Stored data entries
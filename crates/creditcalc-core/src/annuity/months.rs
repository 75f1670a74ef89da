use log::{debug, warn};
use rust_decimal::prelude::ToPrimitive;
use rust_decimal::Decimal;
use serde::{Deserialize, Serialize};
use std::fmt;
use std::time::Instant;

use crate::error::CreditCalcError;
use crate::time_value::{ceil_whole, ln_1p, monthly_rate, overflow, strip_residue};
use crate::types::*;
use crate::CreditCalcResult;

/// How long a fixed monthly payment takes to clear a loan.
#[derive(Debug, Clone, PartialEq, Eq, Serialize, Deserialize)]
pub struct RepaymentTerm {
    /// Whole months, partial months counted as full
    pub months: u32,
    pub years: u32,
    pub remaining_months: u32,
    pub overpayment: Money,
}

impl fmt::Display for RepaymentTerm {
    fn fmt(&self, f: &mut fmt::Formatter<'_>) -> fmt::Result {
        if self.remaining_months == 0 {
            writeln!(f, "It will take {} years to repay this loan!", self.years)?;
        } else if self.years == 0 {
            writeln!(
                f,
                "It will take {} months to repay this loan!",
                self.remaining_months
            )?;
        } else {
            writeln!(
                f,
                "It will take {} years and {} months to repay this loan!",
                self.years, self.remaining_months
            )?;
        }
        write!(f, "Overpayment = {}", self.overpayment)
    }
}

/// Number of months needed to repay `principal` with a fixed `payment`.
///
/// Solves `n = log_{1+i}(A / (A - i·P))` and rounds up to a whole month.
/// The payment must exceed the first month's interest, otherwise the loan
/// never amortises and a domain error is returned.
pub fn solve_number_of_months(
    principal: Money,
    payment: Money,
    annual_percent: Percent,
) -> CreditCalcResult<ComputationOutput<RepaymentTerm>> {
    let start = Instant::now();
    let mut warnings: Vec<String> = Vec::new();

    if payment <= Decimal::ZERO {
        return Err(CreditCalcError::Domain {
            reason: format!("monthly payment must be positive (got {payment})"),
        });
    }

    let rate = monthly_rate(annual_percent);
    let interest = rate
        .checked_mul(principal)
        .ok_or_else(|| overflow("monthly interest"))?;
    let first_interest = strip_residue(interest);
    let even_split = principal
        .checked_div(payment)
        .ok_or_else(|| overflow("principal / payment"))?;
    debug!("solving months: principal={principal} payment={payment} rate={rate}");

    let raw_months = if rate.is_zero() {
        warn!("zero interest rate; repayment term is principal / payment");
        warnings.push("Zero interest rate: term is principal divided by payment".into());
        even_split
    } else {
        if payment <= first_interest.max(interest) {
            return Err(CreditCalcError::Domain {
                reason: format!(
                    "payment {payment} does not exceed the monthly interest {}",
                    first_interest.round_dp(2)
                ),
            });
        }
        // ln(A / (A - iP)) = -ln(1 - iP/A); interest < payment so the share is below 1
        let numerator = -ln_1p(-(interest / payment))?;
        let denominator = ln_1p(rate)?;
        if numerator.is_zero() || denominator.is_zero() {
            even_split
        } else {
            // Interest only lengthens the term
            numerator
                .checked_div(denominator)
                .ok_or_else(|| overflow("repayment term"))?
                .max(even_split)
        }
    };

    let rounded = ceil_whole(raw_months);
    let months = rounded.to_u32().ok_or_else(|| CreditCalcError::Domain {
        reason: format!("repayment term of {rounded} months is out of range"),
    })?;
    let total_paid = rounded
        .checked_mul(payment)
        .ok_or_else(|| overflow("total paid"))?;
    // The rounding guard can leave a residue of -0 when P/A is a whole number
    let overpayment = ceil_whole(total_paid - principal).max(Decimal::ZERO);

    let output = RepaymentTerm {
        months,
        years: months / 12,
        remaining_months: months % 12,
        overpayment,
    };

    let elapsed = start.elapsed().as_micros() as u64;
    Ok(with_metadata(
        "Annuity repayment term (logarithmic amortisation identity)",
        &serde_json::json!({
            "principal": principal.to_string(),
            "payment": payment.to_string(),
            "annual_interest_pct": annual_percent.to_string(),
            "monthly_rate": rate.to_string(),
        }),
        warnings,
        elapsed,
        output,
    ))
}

--

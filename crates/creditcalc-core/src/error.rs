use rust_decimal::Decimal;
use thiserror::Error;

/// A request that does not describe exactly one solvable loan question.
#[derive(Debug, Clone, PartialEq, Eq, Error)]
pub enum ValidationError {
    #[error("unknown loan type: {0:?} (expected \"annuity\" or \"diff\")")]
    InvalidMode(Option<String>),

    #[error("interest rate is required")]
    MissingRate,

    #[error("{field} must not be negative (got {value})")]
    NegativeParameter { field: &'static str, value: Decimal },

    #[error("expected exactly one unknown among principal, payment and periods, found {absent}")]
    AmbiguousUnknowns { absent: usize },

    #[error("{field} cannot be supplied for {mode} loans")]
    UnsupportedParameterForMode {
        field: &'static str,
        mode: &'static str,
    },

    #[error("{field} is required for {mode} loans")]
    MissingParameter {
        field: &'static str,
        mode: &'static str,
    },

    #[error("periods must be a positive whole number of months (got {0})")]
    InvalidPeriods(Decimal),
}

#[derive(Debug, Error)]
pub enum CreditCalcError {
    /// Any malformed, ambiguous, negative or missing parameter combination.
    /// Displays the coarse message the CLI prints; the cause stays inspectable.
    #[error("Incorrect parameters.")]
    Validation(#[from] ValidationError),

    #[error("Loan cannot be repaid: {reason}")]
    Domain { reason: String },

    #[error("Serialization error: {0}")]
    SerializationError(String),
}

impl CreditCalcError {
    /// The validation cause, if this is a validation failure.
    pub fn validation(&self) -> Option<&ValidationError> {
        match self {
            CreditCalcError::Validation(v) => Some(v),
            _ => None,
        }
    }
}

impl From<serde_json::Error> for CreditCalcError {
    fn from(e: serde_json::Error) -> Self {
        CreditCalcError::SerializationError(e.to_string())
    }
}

* * *

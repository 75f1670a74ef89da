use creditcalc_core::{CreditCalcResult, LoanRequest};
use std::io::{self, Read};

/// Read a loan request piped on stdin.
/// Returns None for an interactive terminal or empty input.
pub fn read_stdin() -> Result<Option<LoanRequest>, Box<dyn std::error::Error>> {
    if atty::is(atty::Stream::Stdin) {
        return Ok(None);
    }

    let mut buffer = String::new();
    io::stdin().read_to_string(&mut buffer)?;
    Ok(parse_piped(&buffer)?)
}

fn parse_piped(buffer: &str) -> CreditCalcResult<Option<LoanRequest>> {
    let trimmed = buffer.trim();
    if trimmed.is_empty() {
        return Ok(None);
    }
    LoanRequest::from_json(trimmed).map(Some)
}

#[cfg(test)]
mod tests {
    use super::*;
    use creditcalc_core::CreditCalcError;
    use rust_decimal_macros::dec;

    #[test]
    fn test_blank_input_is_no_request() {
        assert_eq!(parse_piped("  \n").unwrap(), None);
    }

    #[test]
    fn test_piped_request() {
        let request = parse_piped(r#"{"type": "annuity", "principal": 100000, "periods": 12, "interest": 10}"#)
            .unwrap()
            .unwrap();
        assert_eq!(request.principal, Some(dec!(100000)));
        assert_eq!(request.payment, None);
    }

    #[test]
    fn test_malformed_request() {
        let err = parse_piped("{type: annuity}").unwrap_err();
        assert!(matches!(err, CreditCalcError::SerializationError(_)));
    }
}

Task details
Filter the entries above down to the lines containing the word "Option".

Problem solution
    InvalidMode(Option<String>),
    pub fn validation(&self) -> Option<&ValidationError> {
pub fn read_stdin() -> Result<Option<LoanRequest>, Box<dyn std::error::Error>> {
fn parse_piped(buffer: &str) -> CreditCalcResult<Option<LoanRequest>> {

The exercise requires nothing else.